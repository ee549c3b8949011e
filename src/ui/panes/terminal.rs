//! Terminal pane rendering: scrollback plus the live prompt and input line.

use ratatui::{
    layout::{Position, Rect},
    style::{Modifier, Style},
    text::{Line, Span},
    widgets::{Block, Borders, List, ListItem, Padding},
    Frame,
};

use crate::shell::TerminalSession;
use crate::ui::theme::DEFAULT_THEME;

/// Render the terminal pane.
///
/// While the session is awaiting input the prompt and the in-progress input
/// line are shown after the scrollback; while a command runs, only output
/// (including any unterminated partial line) is shown.
pub fn render_terminal_pane(
    frame: &mut Frame,
    area: Rect,
    session: &TerminalSession,
    is_focused: bool,
    scroll_offset: &mut usize,
) {
    let border_style = if is_focused {
        Style::default()
            .fg(DEFAULT_THEME.border_focused)
            .add_modifier(Modifier::BOLD)
    } else {
        Style::default().fg(DEFAULT_THEME.border_normal)
    };

    let block = Block::default()
        .title(" Terminal ")
        .borders(Borders::ALL)
        .border_style(border_style)
        .padding(Padding::new(1, 0, 0, 0));

    let mut lines: Vec<Line> = session
        .lines()
        .iter()
        .map(|l| Line::from(Span::styled(l.clone(), Style::default().fg(DEFAULT_THEME.fg))))
        .collect();

    let live_row = lines.len();
    let mut live_col = 0usize;
    if session.is_running() {
        if !session.partial_line().is_empty() {
            lines.push(Line::from(Span::styled(
                session.partial_line().to_string(),
                Style::default().fg(DEFAULT_THEME.fg),
            )));
        }
    } else {
        live_col = session.prompt().chars().count() + session.input.chars().count();
        lines.push(Line::from(vec![
            Span::styled(
                session.prompt().to_string(),
                Style::default().fg(DEFAULT_THEME.primary),
            ),
            Span::styled(
                session.input.clone(),
                Style::default().fg(DEFAULT_THEME.fg),
            ),
        ]));
    }

    let total = lines.len();
    let visible_height = area.height.saturating_sub(2).max(1) as usize;

    // usize::MAX means "stick to the bottom".
    if total > visible_height {
        let max_scroll = total - visible_height;
        *scroll_offset = (*scroll_offset).min(max_scroll);
    } else {
        *scroll_offset = 0;
    }

    let items: Vec<ListItem> = lines
        .into_iter()
        .skip(*scroll_offset)
        .take(visible_height)
        .map(ListItem::new)
        .collect();

    let list = List::new(items).block(block);
    frame.render_widget(list, area);

    // Place the hardware cursor at the end of the input line.
    if is_focused && !session.is_running() && live_row >= *scroll_offset {
        let y = area.y + 1 + (live_row - *scroll_offset) as u16;
        let x = area.x + 2 + live_col.min(u16::MAX as usize) as u16;
        if y < area.y + area.height.saturating_sub(1) && x < area.x + area.width {
            frame.set_cursor_position(Position::new(x, y));
        }
    }
}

■ Work to be completed ■
Please write the entries out again exactly as they stand.

■ Task output ■
repository ee549c3b8949011e
filename src/ui/panes/terminal.rs
//! Terminal pane rendering: scrollback plus the live prompt and input line.

use ratatui::{
    layout::{Position, Rect},
    style::{Modifier, Style},
    text::{Line, Span},
    widgets::{Block, Borders, List, ListItem, Padding},
    Frame,
};

use crate::shell::TerminalSession;
use crate::ui::theme::DEFAULT_THEME;

/// Render the terminal pane.
///
/// While the session is awaiting input the prompt and the in-progress input
/// line are shown after the scrollback; while a command runs, only output
/// (including any unterminated partial line) is shown.
pub fn render_terminal_pane(
    frame: &mut Frame,
    area: Rect,
    session: &TerminalSession,
    is_focused: bool,
    scroll_offset: &mut usize,
) {
    let border_style = if is_focused {
        Style::default()
            .fg(DEFAULT_THEME.border_focused)
            .add_modifier(Modifier::BOLD)
    } else {
        Style::default().fg(DEFAULT_THEME.border_normal)
    };

    let block = Block::default()
        .title(" Terminal ")
        .borders(Borders::ALL)
        .border_style(border_style)
        .padding(Padding::new(1, 0, 0, 0));

    let mut lines: Vec<Line> = session
        .lines()
        .iter()
        .map(|l| Line::from(Span::styled(l.clone(), Style::default().fg(DEFAULT_THEME.fg))))
        .collect();

    let live_row = lines.len();
    let mut live_col = 0usize;
    if session.is_running() {
        if !session.partial_line().is_empty() {
            lines.push(Line::from(Span::styled(
                session.partial_line().to_string(),
                Style::default().fg(DEFAULT_THEME.fg),
            )));
        }
    } else {
        live_col = session.prompt().chars().count() + session.input.chars().count();
        lines.push(Line::from(vec![
            Span::styled(
                session.prompt().to_string(),
                Style::default().fg(DEFAULT_THEME.primary),
            ),
            Span::styled(
                session.input.clone(),
                Style::default().fg(DEFAULT_THEME.fg),
            ),
        ]));
    }

    let total = lines.len();
    let visible_height = area.height.saturating_sub(2).max(1) as usize;

    // usize::MAX means "stick to the bottom".
    if total > visible_height {
        let max_scroll = total - visible_height;
        *scroll_offset = (*scroll_offset).min(max_scroll);
    } else {
        *scroll_offset = 0;
    }

    let items: Vec<ListItem> = lines
        .into_iter()
        .skip(*scroll_offset)
        .take(visible_height)
        .map(ListItem::new)
        .collect();

    let list = List::new(items).block(block);
    frame.render_widget(list, area);

    // Place the hardware cursor at the end of the input line.
    if is_focused && !session.is_running() && live_row >= *scroll_offset {
        let y = area.y + 1 + (live_row - *scroll_offset) as u16;
        let x = area.x + 2 + live_col.min(u16::MAX as usize) as u16;
        if y < area.y + area.height.saturating_sub(1) && x < area.x + area.width {
            frame.set_cursor_position(Position::new(x, y));
        }
    }
}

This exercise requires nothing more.